Odd Things Non-Writers Say

I know, not everyone writes fiction or non-fiction. Not everyone writes in general. Typing up a comment, an opinion or adding their prospective on a topic of dicussion online, is writing, but…

I’m talking about people who never read or those who do read, but never wrote a collection of short stories or a novel or two for fun. I’m pointing out those who have never written a single document past school years growing up. And after school years, never picked up a book after.

The things these types of people have said to me personally or in public, it blows my mind. (Names are taken out to protect them for obvious reasons)

“Why do you always want books for Christmas? You’re writing one of your own?” – …This one really blows my mind. This statement, spoken in person close to the holidays a few years ago, tells me they don’t read books for pleasure or for learning to expand their mind. All writer types must read diffrent forms of style and process in order to write better. Writers must study the craft. This means, we want more books on the exact craft stubject or books on a genre we are writing ourselves. I want books for Christmas, a gift card from Barns & Noble cause it makes it easier for the gift giver since they don’t know me well enough of the subjects and genre I like, I need books to study from on the craft from those before me. Yes, I can easily borrow books at the library, but a direct book that is not at the library, and if it’s particular to what I need, I can buy at the store. I keep a lot of the books on the craft of writing. I go back to the material over and over for years of study.

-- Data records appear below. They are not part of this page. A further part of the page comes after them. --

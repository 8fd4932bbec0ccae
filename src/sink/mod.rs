use anyhow::{Context, Result};
use async_trait::async_trait;
use serde_json::Value;
use std::io::Write;
use std::path::{Path, PathBuf};

use crate::config::StorageConfig;
use crate::strategies::{TranscriptArtifact, VideoId};
use crate::ExtractionError;

/// Fixed local copy of the transcript, relative to the working directory.
/// It does not follow the store configuration.
pub const MIRROR_PATH: &str = "apify_storage/key_value_stores/default/OUTPUT.json";

/// Named JSON records, one per key
#[async_trait]
pub trait KeyValueStore: Send + Sync {
    async fn get_value(&self, key: &str) -> Result<Option<Value>>;

    async fn set_value(&self, key: &str, value: &Value) -> Result<()>;

    /// Remove a record; removing a missing key is not an error
    async fn delete_value(&self, key: &str) -> Result<()>;
}

/// Key-value store laid out as `<dir>/<KEY>.json`
pub struct FileKeyValueStore {
    dir: PathBuf,
}

impl FileKeyValueStore {
    pub fn new(dir: impl Into<PathBuf>) -> Self {
        Self { dir: dir.into() }
    }

    pub fn from_config(storage: &StorageConfig) -> Self {
        Self::new(storage.store_dir())
    }

    pub fn path_for(&self, key: &str) -> PathBuf {
        self.dir.join(format!("{}.json", key))
    }
}

#[async_trait]
impl KeyValueStore for FileKeyValueStore {
    async fn get_value(&self, key: &str) -> Result<Option<Value>> {
        let path = self.path_for(key);
        if !path.exists() {
            return Ok(None);
        }

        let content = fs_err::read_to_string(&path)?;
        let value = serde_json::from_str(&content)
            .with_context(|| format!("Failed to parse {}", path.display()))?;
        Ok(Some(value))
    }

    async fn set_value(&self, key: &str, value: &Value) -> Result<()> {
        write_json_atomic(&self.path_for(key), value)
    }

    async fn delete_value(&self, key: &str) -> Result<()> {
        match fs_err::remove_file(self.path_for(key)) {
            Err(e) if e.kind() != std::io::ErrorKind::NotFound => Err(e.into()),
            _ => Ok(()),
        }
    }
}

/// Pretty JSON written to a temp file next to its destination, not yet visible there
pub struct StagedJson {
    file: tempfile::NamedTempFile,
    path: PathBuf,
}

impl StagedJson {
    pub fn new(path: &Path, value: &Value) -> Result<Self> {
        let parent = path
            .parent()
            .filter(|p| !p.as_os_str().is_empty())
            .unwrap_or_else(|| Path::new("."));
        fs_err::create_dir_all(parent)?;

        let content = serde_json::to_string_pretty(value).context("Failed to serialize output")?;

        let mut file = tempfile::NamedTempFile::new_in(parent)
            .with_context(|| format!("Failed to create temporary file in {}", parent.display()))?;
        file.write_all(content.as_bytes())?;
        file.flush()?;

        Ok(Self { file, path: path.to_path_buf() })
    }

    /// Rename into place. Dropping without committing removes the temp file.
    pub fn commit(self) -> Result<()> {
        let path = self.path;
        self.file
            .persist(&path)
            .with_context(|| format!("Failed to write {}", path.display()))?;
        Ok(())
    }
}

/// Write pretty JSON through a temp file in the target directory, then rename into place
pub fn write_json_atomic(path: &Path, value: &Value) -> Result<()> {
    StagedJson::new(path, value)?.commit()
}

/// Receives the outcome of a run
#[async_trait]
pub trait ResultSink: Send + Sync {
    /// Store a successful transcript
    async fn persist(&self, artifact: &TranscriptArtifact) -> Result<()>;

    /// Report a run that produced nothing. Nothing is written.
    fn record_failure(&self, video_id: &VideoId, error: &ExtractionError) {
        tracing::error!("Failed to extract transcript for {}: {}", video_id, error);
    }
}

/// Saves the transcript under the output key and mirrors it to a local JSON file
pub struct StorageSink {
    store: Box<dyn KeyValueStore>,
    output_key: String,
    mirror_path: PathBuf,
}

impl StorageSink {
    pub fn new(store: Box<dyn KeyValueStore>, output_key: impl Into<String>, mirror_path: impl Into<PathBuf>) -> Self {
        Self {
            store,
            output_key: output_key.into(),
            mirror_path: mirror_path.into(),
        }
    }

    pub fn from_config(storage: &StorageConfig) -> Self {
        Self::new(
            Box::new(FileKeyValueStore::from_config(storage)),
            storage.output_key.clone(),
            MIRROR_PATH,
        )
    }

    pub fn mirror_path(&self) -> &Path {
        &self.mirror_path
    }
}

#[async_trait]
impl ResultSink for StorageSink {
    async fn persist(&self, artifact: &TranscriptArtifact) -> Result<()> {
        let value = Value::String(artifact.to_text());

        // Both copies land or neither does.
        let mirror = StagedJson::new(&self.mirror_path, &value)?;
        let previous = self.store.get_value(&self.output_key).await.ok().flatten();

        self.store
            .set_value(&self.output_key, &value)
            .await
            .with_context(|| format!("Failed to store {}", self.output_key))?;

        if let Err(e) = mirror.commit() {
            self.restore_output(previous).await;
            return Err(e);
        }

        tracing::info!("Transcript saved in key-value store as {}", self.output_key);
        tracing::info!("Transcript saved to {}", self.mirror_path.display());

        Ok(())
    }
}

impl StorageSink {
    async fn restore_output(&self, previous: Option<Value>) {
        let restored = match &previous {
            Some(value) => self.store.set_value(&self.output_key, value).await,
            None => self.store.delete_value(&self.output_key).await,
        };
        if let Err(e) = restored {
            tracing::warn!("Could not roll back {}: {}", self.output_key, e);
        }
    }
}

#[cfg(test)]
mod tests {
    use super::*;
    use serde_json::json;
    use tokio_test::assert_ok;

    #[tokio::test]
    async fn test_store_round_trip_and_missing_key() {
        let dir = tempfile::tempdir().unwrap();
        let store = FileKeyValueStore::new(dir.path().join("key_value_stores").join("default"));

        assert!(store.get_value("INPUT").await.unwrap().is_none());

        let input = json!({"start_urls": [{"url": "https://www.youtube.com/watch?v=ABC123"}]});
        assert_ok!(store.set_value("INPUT", &input).await);
        assert_eq!(store.get_value("INPUT").await.unwrap(), Some(input));
    }

    #[tokio::test]
    async fn test_persist_writes_store_and_mirror() {
        let dir = tempfile::tempdir().unwrap();
        let store_dir = dir.path().join("store");
        let mirror = dir.path().join("mirror").join("nested").join("OUTPUT.json");
        let sink = StorageSink::new(Box::new(FileKeyValueStore::new(&store_dir)), "OUTPUT", &mirror);

        let artifact = TranscriptArtifact::structured("caption-api", json!([{"text": "hi", "start": 1.0}]));
        assert_ok!(sink.persist(&artifact).await);

        let mirrored = fs_err::read_to_string(&mirror).unwrap();
        let stored = fs_err::read_to_string(store_dir.join("OUTPUT.json")).unwrap();
        assert_eq!(mirrored, stored);

        let text: String = serde_json::from_str(&mirrored).unwrap();
        assert_eq!(text, artifact.to_text());
    }

    #[test]
    fn test_atomic_write_replaces_existing() {
        let dir = tempfile::tempdir().unwrap();
        let path = dir.path().join("OUTPUT.json");
        fs_err::write(&path, "stale").unwrap();

        write_json_atomic(&path, &json!("fresh")).unwrap();
        assert_eq!(fs_err::read_to_string(&path).unwrap(), "\"fresh\"");

        let leftovers = std::fs::read_dir(dir.path()).unwrap().count();
        assert_eq!(leftovers, 1);
    }

    #[test]
    fn test_from_config_paths() {
        let sink = StorageSink::from_config(&crate::Config::default().storage);
        assert_eq!(
            sink.mirror_path(),
            Path::new("apify_storage/key_value_stores/default/OUTPUT.json")
        );
    }

    #[test]
    fn test_storage_dir_override_leaves_mirror_in_place() {
        let mut config = crate::Config::default();
        config.apply_overrides(|key| (key == "APIFY_LOCAL_STORAGE_DIR").then(|| "/srv/actor".to_string()));

        let store = FileKeyValueStore::from_config(&config.storage);
        assert_eq!(
            store.path_for("OUTPUT"),
            PathBuf::from("/srv/actor/key_value_stores/default/OUTPUT.json")
        );

        let sink = StorageSink::from_config(&config.storage);
        assert_eq!(sink.mirror_path(), Path::new(MIRROR_PATH));
    }

    #[tokio::test]
    async fn test_unwritable_mirror_leaves_store_untouched() {
        let dir = tempfile::tempdir().unwrap();
        let store_dir = dir.path().join("store");
        let blocker = dir.path().join("blocker");
        fs_err::write(&blocker, "not a directory").unwrap();

        let sink = StorageSink::new(
            Box::new(FileKeyValueStore::new(&store_dir)),
            "OUTPUT",
            blocker.join("OUTPUT.json"),
        );

        let artifact = TranscriptArtifact::markup("headless-browser", "<html>captions</html>");
        assert!(sink.persist(&artifact).await.is_err());
        assert!(!store_dir.join("OUTPUT.json").exists());
    }

    #[tokio::test]
    async fn test_failed_mirror_rename_rolls_back_store() {
        let dir = tempfile::tempdir().unwrap();
        let store_dir = dir.path().join("store");
        // A directory at the mirror path lets staging succeed but the final rename fail.
        let mirror = dir.path().join("mirror");
        fs_err::create_dir_all(mirror.join("occupied")).unwrap();

        let store = FileKeyValueStore::new(&store_dir);
        let sink = StorageSink::new(Box::new(FileKeyValueStore::new(&store_dir)), "OUTPUT", &mirror);
        let artifact = TranscriptArtifact::markup("headless-browser", "<html>captions</html>");

        assert!(sink.persist(&artifact).await.is_err());
        assert!(store.get_value("OUTPUT").await.unwrap().is_none());

        store.set_value("OUTPUT", &json!("earlier run")).await.unwrap();
        assert!(sink.persist(&artifact).await.is_err());
        assert_eq!(store.get_value("OUTPUT").await.unwrap(), Some(json!("earlier run")));

        // No temp files are left next to the mirror.
        assert_eq!(std::fs::read_dir(dir.path()).unwrap().count(), 2);
    }

    #[tokio::test]
    async fn test_delete_missing_key_is_ok() {
        let dir = tempfile::tempdir().unwrap();
        let store = FileKeyValueStore::new(dir.path());
        assert_ok!(store.delete_value("OUTPUT").await);
    }
}
use tokio::process::Command;

/// Browser binaries looked up on PATH, in order
const BROWSER_CANDIDATES: &[&str] = &["chromium", "chromium-browser", "google-chrome", "chrome"];

/// Check if the current environment has the external tools the strategies use
pub async fn check_dependencies() -> Vec<String> {
    let mut missing = Vec::new();

    if !check_command_available("yt-dlp").await {
        missing.push("yt-dlp - required for the yt-dlp strategy".to_string());
    }

    if find_browser().await.is_none() {
        missing.push("chromium/chrome - required for the headless browser strategy".to_string());
    }

    missing
}

/// First Chrome/Chromium binary that answers `--version`
pub async fn find_browser() -> Option<&'static str> {
    for &candidate in BROWSER_CANDIDATES {
        if check_command_available(candidate).await {
            return Some(candidate);
        }
    }
    None
}

/// Check if a command is available in PATH
pub async fn check_command_available(command: &str) -> bool {
    Command::new(command)
        .arg("--version")
        .output()
        .await
        .map(|output| output.status.success())
        .unwrap_or(false)
}

#[cfg(test)]
mod tests {
    use super::*;

    #[tokio::test]
    async fn test_missing_command_is_unavailable() {
        assert!(!check_command_available("captionchain-definitely-missing").await);
    }

    #[tokio::test]
    async fn test_dependency_report_mentions_tools_only() {
        for message in check_dependencies().await {
            assert!(message.starts_with("yt-dlp") || message.starts_with("chromium"));
        }
    }
}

“All you need to do is sit down and write.” – …Oh, sweet summer child, you know nothing. It takes far more to place ass in chair, roll up to desk and start typing to pump out a book. I have a few articles I’ve already written on my author blog, that explains the common processes and my own method for myself. But to put it into simple terms here: 1) It takes planning, months or years worth for a novel. …2) It takes problem solving during the planning stages, sometimes months or years on a section to get right. Even a first draft can take some problem solving. …3) Drafts 2 and 3, to go through to flesh out the full form of the story before major edits. This process can take a year or more. …4) 6 to 8 months of major edits with critique partners. Different minds and eyes on the project itself. …5) In between each process, important breaks are needed for the mind to relax in seeing the work with fresh eyes. (These breaks include: cleaning house, grocery shopping, cooking, laundry, paying bills, reading, etc) I’ve created nearly 500+ pages worth of notes, character files, diagrams, family trees, world histories and timelines that took me years to gather in the developmental stages. It takes years to finalize a screenplay way before it ever gets looked at by a production company to become a full length movie. To create anything, it takes time and hard work. (Not to mention, the stress of Impostor Syndrome is something all writers who want to be professionally published face. Fighting the demons in her minds, the stresses of it all, lag the process down. So, again it takes time to write a 120,000 words size book.)

“What’s a novelist?” – …There are words I’ve never come across either. That’s how we learn. I use the word ‘novelist’ when I hand someone my business card or when I’m addressed diectly when asked what my job is. This person had said about my thin metal case mistaking it for a wallet, even though I use it as such. The metal container is for business cards, I told him. He then asked what my job was and I said, “I’m a novelist.” I don’t refer to the use of author, since I’m not currently published. So, this person didn’t know what a novelist was. I explained, “It’s another word for author. Someone who writes fiction.” I was abselutely taken a back by his question on the word though. He was obviously in his early 20s, but since he didn’t know the word, I blame the eduational system of the US. When I learned of the word, ‘novel’, in third grade in 1988, the English teacher saying, “We’re going to read a novel today. Novel means ‘new idea’.” I was entranced by the word. I fed off this new fact for decades. It still gives me happy chills when I use it.

I think that’s all of them. There maybe one more, but at this time, it’s slipped my mind. Oh well. To close, if you as a writer of any form come across similiar examples, remember, your book may strike their interest in reading for the first time in decades. Don’t let people who don’t read or don’t write fictions stop you from making your dreams come true. Keep writing and don’t stop.